Pick every line from the data that holds the word "Weak".

(Saved data entries)
Start of Block
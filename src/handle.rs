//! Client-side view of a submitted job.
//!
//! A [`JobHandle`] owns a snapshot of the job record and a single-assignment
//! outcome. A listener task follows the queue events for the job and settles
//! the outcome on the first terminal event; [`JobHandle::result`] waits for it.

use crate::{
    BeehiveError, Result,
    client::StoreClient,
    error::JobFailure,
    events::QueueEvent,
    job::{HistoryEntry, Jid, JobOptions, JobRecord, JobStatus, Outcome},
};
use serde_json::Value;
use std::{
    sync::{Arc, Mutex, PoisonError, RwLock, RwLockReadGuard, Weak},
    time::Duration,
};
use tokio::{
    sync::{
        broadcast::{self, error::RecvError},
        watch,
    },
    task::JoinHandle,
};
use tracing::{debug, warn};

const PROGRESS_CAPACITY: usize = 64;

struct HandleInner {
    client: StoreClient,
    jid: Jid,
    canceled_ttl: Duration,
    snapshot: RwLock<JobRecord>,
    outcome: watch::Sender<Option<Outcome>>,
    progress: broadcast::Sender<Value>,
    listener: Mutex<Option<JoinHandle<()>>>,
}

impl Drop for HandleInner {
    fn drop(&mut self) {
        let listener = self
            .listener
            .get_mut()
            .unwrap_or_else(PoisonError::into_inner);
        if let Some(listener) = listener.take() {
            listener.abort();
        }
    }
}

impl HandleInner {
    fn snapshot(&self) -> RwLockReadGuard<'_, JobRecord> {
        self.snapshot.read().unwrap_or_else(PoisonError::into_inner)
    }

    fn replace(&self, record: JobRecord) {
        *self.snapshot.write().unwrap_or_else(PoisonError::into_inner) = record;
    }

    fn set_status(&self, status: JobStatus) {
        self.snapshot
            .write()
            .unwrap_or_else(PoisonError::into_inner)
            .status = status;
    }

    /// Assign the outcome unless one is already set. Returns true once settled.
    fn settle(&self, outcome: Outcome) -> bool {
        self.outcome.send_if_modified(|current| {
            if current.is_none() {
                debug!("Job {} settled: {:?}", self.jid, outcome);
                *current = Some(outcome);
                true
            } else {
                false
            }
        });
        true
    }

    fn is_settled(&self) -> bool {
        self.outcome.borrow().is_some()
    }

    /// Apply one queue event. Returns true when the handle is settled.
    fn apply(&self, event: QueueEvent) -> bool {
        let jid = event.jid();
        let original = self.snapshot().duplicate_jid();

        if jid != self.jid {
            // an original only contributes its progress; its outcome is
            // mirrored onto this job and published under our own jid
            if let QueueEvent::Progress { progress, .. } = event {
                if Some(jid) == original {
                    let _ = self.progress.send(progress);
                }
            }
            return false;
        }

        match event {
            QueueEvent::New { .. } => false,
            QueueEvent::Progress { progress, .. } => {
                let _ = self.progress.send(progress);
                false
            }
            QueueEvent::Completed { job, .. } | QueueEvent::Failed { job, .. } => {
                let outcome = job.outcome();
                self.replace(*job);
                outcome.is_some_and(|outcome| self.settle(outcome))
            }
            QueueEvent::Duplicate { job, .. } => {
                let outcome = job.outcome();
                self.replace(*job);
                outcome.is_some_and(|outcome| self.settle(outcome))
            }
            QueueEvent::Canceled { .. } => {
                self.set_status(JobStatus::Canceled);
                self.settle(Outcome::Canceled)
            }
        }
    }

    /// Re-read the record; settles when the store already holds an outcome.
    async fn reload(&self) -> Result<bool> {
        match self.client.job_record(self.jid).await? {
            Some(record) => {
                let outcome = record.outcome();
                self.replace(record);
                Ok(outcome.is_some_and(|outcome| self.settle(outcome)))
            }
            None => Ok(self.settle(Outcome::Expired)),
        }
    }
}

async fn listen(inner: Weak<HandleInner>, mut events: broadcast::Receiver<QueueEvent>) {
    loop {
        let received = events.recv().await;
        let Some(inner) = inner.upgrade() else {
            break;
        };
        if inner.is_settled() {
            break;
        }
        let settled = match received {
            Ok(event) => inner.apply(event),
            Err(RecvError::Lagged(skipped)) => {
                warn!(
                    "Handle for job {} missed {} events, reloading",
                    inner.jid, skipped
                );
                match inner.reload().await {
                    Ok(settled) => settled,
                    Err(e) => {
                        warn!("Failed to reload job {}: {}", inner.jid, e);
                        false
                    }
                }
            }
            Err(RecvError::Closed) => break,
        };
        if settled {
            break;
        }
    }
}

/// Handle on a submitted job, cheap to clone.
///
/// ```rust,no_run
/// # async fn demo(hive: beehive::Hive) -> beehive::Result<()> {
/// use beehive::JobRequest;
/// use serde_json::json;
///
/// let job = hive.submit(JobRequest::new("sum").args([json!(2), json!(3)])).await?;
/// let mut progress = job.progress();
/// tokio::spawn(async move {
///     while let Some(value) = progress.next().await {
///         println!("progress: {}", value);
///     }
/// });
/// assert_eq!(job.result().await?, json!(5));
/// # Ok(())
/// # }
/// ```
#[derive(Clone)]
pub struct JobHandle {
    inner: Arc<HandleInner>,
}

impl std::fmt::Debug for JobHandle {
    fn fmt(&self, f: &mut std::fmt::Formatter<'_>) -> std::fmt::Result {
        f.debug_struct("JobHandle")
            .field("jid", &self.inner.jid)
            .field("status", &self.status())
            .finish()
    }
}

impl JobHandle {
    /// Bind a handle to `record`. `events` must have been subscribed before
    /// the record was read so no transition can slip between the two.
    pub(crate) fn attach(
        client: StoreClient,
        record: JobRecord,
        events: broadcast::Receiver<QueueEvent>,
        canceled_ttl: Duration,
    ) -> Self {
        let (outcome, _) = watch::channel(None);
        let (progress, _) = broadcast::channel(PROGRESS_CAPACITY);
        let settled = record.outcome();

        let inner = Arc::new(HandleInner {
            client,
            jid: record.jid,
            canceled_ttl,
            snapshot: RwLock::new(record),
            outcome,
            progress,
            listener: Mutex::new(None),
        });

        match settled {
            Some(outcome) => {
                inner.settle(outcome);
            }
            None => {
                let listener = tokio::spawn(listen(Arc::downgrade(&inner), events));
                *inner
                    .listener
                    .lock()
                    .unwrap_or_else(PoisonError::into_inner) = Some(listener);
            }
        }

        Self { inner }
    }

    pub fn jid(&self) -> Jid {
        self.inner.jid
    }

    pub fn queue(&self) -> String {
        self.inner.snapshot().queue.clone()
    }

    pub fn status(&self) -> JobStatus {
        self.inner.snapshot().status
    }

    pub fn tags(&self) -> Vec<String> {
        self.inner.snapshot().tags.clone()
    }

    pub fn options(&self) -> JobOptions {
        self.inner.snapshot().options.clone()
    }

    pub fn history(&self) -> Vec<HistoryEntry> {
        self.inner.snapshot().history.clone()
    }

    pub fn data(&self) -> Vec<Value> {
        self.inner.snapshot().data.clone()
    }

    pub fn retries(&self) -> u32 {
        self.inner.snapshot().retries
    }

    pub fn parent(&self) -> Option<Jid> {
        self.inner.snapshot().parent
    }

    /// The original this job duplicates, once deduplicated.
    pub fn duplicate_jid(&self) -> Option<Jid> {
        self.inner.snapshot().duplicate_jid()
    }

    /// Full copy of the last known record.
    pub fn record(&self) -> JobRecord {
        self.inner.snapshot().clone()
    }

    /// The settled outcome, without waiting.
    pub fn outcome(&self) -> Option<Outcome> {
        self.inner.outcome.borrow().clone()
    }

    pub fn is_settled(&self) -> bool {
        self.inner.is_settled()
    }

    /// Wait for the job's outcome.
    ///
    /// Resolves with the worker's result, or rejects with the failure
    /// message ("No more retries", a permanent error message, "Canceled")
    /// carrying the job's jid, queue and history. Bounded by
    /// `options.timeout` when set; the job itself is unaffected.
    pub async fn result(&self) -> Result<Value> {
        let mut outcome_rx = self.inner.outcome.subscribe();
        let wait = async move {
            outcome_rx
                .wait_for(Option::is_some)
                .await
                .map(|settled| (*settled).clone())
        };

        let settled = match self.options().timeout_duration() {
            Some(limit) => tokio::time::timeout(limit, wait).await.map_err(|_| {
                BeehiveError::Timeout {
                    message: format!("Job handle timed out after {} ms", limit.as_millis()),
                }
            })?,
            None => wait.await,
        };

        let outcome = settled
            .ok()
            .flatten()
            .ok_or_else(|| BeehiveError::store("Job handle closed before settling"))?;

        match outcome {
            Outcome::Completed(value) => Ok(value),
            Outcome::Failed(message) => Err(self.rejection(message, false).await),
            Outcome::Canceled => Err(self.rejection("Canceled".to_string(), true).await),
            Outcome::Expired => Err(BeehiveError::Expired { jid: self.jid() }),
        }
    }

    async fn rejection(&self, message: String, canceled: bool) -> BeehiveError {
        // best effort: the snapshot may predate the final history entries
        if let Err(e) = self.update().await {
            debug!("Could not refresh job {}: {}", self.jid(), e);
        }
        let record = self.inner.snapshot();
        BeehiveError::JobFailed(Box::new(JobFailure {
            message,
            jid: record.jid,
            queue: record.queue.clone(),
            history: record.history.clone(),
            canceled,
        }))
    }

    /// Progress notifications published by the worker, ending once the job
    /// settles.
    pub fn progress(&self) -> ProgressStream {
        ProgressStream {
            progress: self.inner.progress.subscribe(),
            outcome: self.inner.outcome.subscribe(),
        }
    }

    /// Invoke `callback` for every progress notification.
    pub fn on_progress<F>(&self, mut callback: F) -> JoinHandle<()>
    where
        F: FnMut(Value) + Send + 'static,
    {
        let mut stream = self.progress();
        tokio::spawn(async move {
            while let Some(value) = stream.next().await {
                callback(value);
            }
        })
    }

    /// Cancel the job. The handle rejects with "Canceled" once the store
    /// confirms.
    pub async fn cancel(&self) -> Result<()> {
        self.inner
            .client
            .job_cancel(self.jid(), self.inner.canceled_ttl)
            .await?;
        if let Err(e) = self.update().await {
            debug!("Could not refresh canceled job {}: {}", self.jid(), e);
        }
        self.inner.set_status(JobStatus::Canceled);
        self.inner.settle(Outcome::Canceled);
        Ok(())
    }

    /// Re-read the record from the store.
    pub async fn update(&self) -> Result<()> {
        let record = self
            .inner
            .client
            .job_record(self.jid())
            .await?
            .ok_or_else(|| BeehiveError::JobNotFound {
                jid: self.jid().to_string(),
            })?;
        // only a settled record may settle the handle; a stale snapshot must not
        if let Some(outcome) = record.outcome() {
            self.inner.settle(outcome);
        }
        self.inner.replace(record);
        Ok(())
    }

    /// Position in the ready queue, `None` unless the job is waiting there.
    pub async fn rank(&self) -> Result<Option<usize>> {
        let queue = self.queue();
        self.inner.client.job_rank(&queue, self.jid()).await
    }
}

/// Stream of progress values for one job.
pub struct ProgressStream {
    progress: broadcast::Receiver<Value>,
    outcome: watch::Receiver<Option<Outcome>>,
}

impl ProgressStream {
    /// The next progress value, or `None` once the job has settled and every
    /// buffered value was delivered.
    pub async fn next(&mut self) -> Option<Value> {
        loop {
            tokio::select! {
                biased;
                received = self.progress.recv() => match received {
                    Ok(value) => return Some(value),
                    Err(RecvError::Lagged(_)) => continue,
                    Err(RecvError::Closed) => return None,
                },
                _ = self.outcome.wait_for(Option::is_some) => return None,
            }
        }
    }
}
End of Block
● Result of the task
    sync::{Arc, Mutex, PoisonError, RwLock, RwLockReadGuard, Weak},
async fn listen(inner: Weak<HandleInner>, mut events: broadcast::Receiver<QueueEvent>) {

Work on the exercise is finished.